We will now divide this output into deciles, since we are concerned primarily with our model’s capability of finding prospects based on how much they resemble the observed customers of this data-set. SPSS does this fairly easily by going to Transform and selecting Rank Cases. We then save that output as DECILES, and using CROSSTABS, we can compare our observed customers with our ranked predictions. Here is a screenshot of this:
This is great; our prediction works. We would hope that the highest deciles (1) have the highest concentration of customers, and vice-versa with the non-customers coming from the lowest deciles (10). As we can see, it does. In the first decile, we have an 8.9% higher concentration of customers than in the rest of the data-set. We can take those odds to Vegas! Now, we have to test this model on the other half, Half 2. To do this, we have to calculate a score for our output that we can apply to the second half, but before we do this - we must confirm the score we calculate correctly interprets the regression output that we have.
This is pretty easy, we go into Transform > Compute and enter in an equation based on our variables in the model:
Our final score then looks like this, and we save it as the another variable in the set, SCORE:
We then compare this variable SCORE to PREDICT, and luckily for us - they are almost identical. This means our score calculation is a correct interpretation of our regression model, and can now be applied to an independent sample (data-set). To get to our simulated, independent data set - we now select Half 2. With Half 2 active, we run the code we just made, and then transform the output again into deciles. We will save these deciles as DECILES2, and run the same CROSSTABS function as we did before. If we have done our job correctly, this Crosstabs will look almost identical, and hopefully a little better than the first one. Drumroll!!!!
Hallelujah! This crosstabs has a slightly higher percentage of customers in the first decile, but is practically the same. Check out the comparison on the next page. Our predictive model works!

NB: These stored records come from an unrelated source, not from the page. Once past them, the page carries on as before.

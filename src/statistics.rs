/*
 *
 *  *
 *  *      Copyright (c) 2018-2025, SnackCloud All rights reserved.
 *  *
 *  *   Redistribution and use in source and binary forms, with or without
 *  *   modification, are permitted provided that the following conditions are met:
 *  *
 *  *   Redistributions of source code must retain the above copyright notice,
 *  *   this list of conditions and the following disclaimer.
 *  *   Redistributions in binary form must reproduce the above copyright
 *  *   notice, this list of conditions and the following disclaimer in the
 *  *   documentation and/or other materials provided with the distribution.
 *  *   Neither the name of the www.snackcloud.cn developer nor the names of its
 *  *   contributors may be used to endorse or promote products derived from
 *  *   this software without specific prior written permission.
 *  *   Author: SnackCloud
 *  *
 *
 */

//!
//! Query compilation and plan cache statistics.
//!
use std::sync::atomic::{AtomicBool, AtomicU64, Ordering};

use chrono::{DateTime, Local};
use dashmap::DashMap;
use serde::Serialize;

/// Receiver of plan cache events. Callers check `is_statistics_enabled` before
/// reporting.
pub trait StatisticsImplementor: Send + Sync {
    fn is_statistics_enabled(&self) -> bool;

    fn query_compiled(&self, hql: &str, micros: u64);

    fn query_plan_cache_hit(&self, hql: &str);

    fn query_plan_cache_miss(&self, hql: &str);
}

#[derive(Clone, Copy, Debug, Default)]
pub struct NoopStatistics;

impl StatisticsImplementor for NoopStatistics {
    fn is_statistics_enabled(&self) -> bool {
        false
    }

    fn query_compiled(&self, _hql: &str, _micros: u64) {}

    fn query_plan_cache_hit(&self, _hql: &str) {}

    fn query_plan_cache_miss(&self, _hql: &str) {}
}

#[derive(Debug, Default)]
struct QueryStatistics {
    compile_count: AtomicU64,
    compile_time_total: AtomicU64,
    compile_time_max: AtomicU64,
    plan_cache_hits: AtomicU64,
    plan_cache_misses: AtomicU64,
}

impl QueryStatistics {
    fn snapshot(&self) -> QueryStatisticsSnapshot {
        QueryStatisticsSnapshot {
            compile_count: self.compile_count.load(Ordering::Relaxed),
            compile_time_total_micros: self.compile_time_total.load(Ordering::Relaxed),
            compile_time_max_micros: self.compile_time_max.load(Ordering::Relaxed),
            plan_cache_hits: self.plan_cache_hits.load(Ordering::Relaxed),
            plan_cache_misses: self.plan_cache_misses.load(Ordering::Relaxed),
        }
    }
}

#[derive(Clone, Debug, Default, PartialEq, Eq, Serialize)]
pub struct QueryStatisticsSnapshot {
    pub compile_count: u64,
    pub compile_time_total_micros: u64,
    pub compile_time_max_micros: u64,
    pub plan_cache_hits: u64,
    pub plan_cache_misses: u64,
}

#[derive(Clone, Debug, Serialize)]
pub struct StatisticsSnapshot {
    pub start_time: DateTime<Local>,
    pub query_plan_cache_hit_count: u64,
    pub query_plan_cache_miss_count: u64,
    pub query_compile_count: u64,
    pub queries: Vec<(String, QueryStatisticsSnapshot)>,
}

/// Thread safe statistics, global counters plus per query counters.
#[derive(Debug)]
pub struct ConcurrentStatistics {
    enabled: AtomicBool,
    start_time: DateTime<Local>,
    query_plan_cache_hit_count: AtomicU64,
    query_plan_cache_miss_count: AtomicU64,
    query_compile_count: AtomicU64,
    queries: DashMap<String, QueryStatistics>,
}

impl Default for ConcurrentStatistics {
    fn default() -> Self {
        Self::new(false)
    }
}

impl ConcurrentStatistics {
    pub fn new(enabled: bool) -> Self {
        Self {
            enabled: AtomicBool::new(enabled),
            start_time: Local::now(),
            query_plan_cache_hit_count: AtomicU64::new(0),
            query_plan_cache_miss_count: AtomicU64::new(0),
            query_compile_count: AtomicU64::new(0),
            queries: DashMap::new(),
        }
    }

    pub fn set_statistics_enabled(&self, enabled: bool) {
        self.enabled.store(enabled, Ordering::Relaxed);
    }

    pub fn clear(&self) {
        self.query_plan_cache_hit_count.store(0, Ordering::Relaxed);
        self.query_plan_cache_miss_count.store(0, Ordering::Relaxed);
        self.query_compile_count.store(0, Ordering::Relaxed);
        self.queries.clear();
    }

    pub fn query_plan_cache_hit_count(&self) -> u64 {
        self.query_plan_cache_hit_count.load(Ordering::Relaxed)
    }

    pub fn query_plan_cache_miss_count(&self) -> u64 {
        self.query_plan_cache_miss_count.load(Ordering::Relaxed)
    }

    pub fn query_compile_count(&self) -> u64 {
        self.query_compile_count.load(Ordering::Relaxed)
    }

    pub fn query_statistics(&self, hql: &str) -> Option<QueryStatisticsSnapshot> {
        self.queries.get(hql).map(|stats| stats.snapshot())
    }

    pub fn snapshot(&self) -> StatisticsSnapshot {
        let mut queries: Vec<_> = self
            .queries
            .iter()
            .map(|entry| (entry.key().clone(), entry.value().snapshot()))
            .collect();
        queries.sort_by(|a, b| a.0.cmp(&b.0));
        StatisticsSnapshot {
            start_time: self.start_time,
            query_plan_cache_hit_count: self.query_plan_cache_hit_count(),
            query_plan_cache_miss_count: self.query_plan_cache_miss_count(),
            query_compile_count: self.query_compile_count(),
            queries,
        }
    }

    fn with_query<F: FnOnce(&QueryStatistics)>(&self, hql: &str, f: F) {
        if let Some(stats) = self.queries.get(hql) {
            f(&stats);
            return;
        }
        let stats = self.queries.entry(hql.to_string()).or_default();
        f(&stats);
    }
}

impl StatisticsImplementor for ConcurrentStatistics {
    fn is_statistics_enabled(&self) -> bool {
        self.enabled.load(Ordering::Relaxed)
    }

    fn query_compiled(&self, hql: &str, micros: u64) {
        self.query_compile_count.fetch_add(1, Ordering::Relaxed);
        self.with_query(hql, |stats| {
            stats.compile_count.fetch_add(1, Ordering::Relaxed);
            stats.compile_time_total.fetch_add(micros, Ordering::Relaxed);
            stats.compile_time_max.fetch_max(micros, Ordering::Relaxed);
        });
    }

    fn query_plan_cache_hit(&self, hql: &str) {
        self.query_plan_cache_hit_count.fetch_add(1, Ordering::Relaxed);
        self.with_query(hql, |stats| {
            stats.plan_cache_hits.fetch_add(1, Ordering::Relaxed);
        });
    }

    fn query_plan_cache_miss(&self, hql: &str) {
        self.query_plan_cache_miss_count.fetch_add(1, Ordering::Relaxed);
        self.with_query(hql, |stats| {
            stats.plan_cache_misses.fetch_add(1, Ordering::Relaxed);
        });
    }
}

This is great news. We built a regression model and ran i on one data-set. If the model worked, we would expect similar results by running the same model on a different data-set. We got those similar results. With these techniques and a handy tool like SPSS, we can take a data set, build a regression model to find characteristics shared by customers and non-customers - then validate this model on an independent data set. By doing this, we can significantly increase our chances of finding new customers anywhere, which is obviously an incredibly valuable skill to have. But remember, anyone can input numbers into SPSS. The real difference between a good and great market researcher is being able to interpret those numbers, by asking good questions and employing impeccable language!